**** Input data

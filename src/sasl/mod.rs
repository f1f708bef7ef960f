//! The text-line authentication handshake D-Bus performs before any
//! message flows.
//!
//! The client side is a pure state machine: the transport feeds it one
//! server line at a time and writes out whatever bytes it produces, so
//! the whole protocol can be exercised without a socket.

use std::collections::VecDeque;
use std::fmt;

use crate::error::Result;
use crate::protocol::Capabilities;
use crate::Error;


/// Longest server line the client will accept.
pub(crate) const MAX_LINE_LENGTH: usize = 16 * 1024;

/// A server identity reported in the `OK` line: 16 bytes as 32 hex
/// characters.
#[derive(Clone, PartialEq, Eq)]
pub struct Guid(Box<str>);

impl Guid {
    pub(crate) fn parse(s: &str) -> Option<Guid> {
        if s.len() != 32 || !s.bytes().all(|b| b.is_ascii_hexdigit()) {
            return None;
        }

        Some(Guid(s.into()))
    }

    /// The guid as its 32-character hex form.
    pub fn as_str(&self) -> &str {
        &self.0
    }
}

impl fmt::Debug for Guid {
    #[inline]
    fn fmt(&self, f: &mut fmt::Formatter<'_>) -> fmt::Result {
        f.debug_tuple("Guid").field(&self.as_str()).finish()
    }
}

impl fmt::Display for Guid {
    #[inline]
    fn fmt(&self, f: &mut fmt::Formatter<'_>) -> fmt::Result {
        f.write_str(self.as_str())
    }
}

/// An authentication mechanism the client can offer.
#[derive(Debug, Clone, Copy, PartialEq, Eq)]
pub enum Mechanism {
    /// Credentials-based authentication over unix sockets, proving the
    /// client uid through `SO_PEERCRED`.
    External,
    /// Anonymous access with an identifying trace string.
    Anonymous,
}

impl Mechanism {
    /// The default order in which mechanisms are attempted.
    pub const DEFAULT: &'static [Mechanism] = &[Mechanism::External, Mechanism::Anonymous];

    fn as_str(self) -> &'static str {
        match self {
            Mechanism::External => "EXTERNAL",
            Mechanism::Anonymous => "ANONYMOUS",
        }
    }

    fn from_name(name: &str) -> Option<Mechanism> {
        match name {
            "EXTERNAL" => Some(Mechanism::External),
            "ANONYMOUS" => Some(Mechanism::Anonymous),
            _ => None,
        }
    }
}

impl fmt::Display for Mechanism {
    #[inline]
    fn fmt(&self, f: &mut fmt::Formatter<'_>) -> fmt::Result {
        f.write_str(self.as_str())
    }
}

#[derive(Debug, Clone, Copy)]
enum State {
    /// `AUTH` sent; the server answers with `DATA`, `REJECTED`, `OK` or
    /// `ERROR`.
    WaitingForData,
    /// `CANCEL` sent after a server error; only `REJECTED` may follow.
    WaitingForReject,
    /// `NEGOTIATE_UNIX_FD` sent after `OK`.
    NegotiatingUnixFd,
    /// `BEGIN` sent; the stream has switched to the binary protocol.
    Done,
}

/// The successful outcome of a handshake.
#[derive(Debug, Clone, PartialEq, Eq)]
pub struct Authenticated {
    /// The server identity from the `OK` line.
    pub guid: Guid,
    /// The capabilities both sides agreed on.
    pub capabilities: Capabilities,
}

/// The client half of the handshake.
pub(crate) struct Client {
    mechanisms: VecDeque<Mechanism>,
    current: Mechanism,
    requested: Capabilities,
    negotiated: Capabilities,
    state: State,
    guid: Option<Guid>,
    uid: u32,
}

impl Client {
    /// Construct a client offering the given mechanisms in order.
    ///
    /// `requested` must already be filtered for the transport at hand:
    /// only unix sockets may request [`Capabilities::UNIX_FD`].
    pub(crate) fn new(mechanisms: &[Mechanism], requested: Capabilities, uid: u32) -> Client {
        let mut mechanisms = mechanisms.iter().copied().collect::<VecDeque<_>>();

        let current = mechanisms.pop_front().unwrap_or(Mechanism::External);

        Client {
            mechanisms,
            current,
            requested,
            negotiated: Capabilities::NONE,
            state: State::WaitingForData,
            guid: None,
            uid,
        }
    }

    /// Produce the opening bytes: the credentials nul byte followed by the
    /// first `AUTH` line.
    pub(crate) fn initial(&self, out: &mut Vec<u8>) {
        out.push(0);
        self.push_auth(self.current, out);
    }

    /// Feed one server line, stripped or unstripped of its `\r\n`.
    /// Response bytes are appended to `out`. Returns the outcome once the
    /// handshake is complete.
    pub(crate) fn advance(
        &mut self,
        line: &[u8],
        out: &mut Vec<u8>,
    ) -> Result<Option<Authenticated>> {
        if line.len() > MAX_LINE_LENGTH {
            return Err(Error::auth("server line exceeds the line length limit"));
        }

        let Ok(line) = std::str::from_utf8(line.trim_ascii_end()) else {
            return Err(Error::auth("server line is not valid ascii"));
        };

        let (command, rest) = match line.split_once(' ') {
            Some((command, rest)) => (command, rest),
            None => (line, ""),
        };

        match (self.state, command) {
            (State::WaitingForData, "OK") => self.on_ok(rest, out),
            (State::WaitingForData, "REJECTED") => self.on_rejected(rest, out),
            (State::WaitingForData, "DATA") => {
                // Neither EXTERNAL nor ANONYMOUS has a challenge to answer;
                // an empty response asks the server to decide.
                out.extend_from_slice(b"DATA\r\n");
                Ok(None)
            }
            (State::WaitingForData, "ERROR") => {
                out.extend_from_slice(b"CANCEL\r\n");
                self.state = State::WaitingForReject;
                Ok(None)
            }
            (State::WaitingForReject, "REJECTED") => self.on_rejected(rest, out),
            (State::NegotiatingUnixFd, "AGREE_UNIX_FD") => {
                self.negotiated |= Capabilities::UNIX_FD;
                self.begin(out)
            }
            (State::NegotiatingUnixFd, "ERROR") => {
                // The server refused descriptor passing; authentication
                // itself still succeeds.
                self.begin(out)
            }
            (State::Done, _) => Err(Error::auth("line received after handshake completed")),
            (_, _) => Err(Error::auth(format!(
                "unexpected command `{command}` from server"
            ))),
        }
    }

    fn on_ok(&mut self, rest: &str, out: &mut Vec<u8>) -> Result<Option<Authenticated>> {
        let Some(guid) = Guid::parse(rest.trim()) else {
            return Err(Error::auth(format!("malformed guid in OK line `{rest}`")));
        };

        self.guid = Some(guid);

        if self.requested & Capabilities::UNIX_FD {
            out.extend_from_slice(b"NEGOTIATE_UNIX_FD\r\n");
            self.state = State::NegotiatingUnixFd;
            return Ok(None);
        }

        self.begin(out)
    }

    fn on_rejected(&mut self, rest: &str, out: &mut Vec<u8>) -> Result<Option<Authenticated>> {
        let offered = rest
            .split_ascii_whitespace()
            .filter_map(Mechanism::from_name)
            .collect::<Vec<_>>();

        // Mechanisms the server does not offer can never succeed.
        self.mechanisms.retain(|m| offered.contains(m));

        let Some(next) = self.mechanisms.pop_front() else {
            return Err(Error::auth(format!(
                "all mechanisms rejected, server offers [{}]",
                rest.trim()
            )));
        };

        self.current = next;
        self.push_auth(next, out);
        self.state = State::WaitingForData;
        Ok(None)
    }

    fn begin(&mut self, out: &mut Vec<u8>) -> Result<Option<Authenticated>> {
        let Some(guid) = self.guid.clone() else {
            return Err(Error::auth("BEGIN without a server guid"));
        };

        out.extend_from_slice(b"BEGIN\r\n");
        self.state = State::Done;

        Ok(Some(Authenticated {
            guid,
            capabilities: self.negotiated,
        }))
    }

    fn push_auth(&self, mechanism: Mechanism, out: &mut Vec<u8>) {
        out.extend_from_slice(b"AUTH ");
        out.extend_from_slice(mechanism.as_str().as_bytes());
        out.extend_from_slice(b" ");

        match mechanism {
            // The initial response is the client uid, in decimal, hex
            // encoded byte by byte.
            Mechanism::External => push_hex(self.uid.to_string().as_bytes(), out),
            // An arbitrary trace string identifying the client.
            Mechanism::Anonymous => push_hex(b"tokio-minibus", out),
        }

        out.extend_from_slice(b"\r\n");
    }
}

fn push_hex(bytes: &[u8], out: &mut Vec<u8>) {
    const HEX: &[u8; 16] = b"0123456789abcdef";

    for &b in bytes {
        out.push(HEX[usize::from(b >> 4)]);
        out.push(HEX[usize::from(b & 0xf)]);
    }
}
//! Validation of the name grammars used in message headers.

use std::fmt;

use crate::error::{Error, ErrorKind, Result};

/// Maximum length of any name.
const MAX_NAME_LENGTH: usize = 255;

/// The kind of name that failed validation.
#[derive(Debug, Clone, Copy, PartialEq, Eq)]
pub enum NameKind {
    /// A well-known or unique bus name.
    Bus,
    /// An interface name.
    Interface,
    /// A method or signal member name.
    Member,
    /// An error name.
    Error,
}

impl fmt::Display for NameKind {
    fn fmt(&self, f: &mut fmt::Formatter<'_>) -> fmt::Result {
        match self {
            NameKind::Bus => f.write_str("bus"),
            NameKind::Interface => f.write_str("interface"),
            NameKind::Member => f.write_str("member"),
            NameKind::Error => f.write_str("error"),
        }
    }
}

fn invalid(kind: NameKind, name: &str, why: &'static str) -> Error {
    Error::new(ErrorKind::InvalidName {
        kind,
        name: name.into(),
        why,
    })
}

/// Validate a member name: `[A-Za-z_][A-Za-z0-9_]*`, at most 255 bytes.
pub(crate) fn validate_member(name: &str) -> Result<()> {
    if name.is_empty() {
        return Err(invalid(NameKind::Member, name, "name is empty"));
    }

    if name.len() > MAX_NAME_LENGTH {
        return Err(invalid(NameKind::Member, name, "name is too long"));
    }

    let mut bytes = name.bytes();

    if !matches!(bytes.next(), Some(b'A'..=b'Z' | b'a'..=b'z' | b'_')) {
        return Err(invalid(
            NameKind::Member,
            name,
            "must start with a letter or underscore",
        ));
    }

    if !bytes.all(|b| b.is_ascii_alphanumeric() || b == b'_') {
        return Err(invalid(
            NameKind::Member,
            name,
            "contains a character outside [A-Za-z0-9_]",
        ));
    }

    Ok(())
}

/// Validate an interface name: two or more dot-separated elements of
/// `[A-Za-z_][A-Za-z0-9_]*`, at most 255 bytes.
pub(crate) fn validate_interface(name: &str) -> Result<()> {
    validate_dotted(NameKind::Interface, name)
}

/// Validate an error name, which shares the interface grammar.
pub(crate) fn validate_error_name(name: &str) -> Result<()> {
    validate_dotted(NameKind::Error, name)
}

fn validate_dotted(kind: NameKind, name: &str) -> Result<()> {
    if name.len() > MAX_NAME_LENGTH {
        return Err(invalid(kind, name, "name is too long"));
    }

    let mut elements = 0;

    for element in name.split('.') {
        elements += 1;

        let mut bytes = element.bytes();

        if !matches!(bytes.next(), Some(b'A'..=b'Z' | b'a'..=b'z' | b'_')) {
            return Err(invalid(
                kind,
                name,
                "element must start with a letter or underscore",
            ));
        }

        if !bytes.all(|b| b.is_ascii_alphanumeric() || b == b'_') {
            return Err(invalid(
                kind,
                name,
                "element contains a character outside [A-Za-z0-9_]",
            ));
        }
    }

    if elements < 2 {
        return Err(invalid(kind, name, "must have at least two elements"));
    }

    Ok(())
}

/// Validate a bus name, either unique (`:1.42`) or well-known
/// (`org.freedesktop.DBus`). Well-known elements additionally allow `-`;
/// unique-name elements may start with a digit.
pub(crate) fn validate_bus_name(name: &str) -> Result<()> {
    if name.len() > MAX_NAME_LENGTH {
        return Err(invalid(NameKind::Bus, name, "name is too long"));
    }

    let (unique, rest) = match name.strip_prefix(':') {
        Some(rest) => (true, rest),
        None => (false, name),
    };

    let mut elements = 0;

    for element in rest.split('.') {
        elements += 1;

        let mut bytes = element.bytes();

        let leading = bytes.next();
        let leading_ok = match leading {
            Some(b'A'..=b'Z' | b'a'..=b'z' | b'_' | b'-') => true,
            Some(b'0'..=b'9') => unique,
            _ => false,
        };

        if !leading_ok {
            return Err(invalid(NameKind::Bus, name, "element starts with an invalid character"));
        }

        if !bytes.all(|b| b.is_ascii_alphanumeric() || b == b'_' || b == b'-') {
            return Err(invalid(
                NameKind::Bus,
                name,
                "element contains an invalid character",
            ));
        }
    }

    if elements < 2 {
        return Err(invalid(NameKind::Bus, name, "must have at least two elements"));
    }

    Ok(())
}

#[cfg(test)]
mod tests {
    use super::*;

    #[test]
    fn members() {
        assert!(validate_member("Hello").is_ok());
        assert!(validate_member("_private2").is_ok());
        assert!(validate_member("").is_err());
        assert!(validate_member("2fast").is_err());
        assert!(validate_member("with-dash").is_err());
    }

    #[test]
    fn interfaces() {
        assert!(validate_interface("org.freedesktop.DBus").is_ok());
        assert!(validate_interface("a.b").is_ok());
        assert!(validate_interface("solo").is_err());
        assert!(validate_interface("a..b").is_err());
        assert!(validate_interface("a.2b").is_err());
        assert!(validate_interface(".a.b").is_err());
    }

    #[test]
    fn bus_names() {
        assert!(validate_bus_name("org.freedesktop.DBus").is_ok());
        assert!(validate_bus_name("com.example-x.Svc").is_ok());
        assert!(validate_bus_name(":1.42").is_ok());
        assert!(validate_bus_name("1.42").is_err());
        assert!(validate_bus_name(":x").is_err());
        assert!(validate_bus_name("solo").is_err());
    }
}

********

• **Work request**
Quote every line from the beginning of the entries up to and including the line that contains "it produces, so".

• **Task response**
filename src/sasl/mod.rs
repository f1f708bef7ef960f
//! The text-line authentication handshake D-Bus performs before any
//! message flows.
//!
//! The client side is a pure state machine: the transport feeds it one
//! server line at a time and writes out whatever bytes it produces, so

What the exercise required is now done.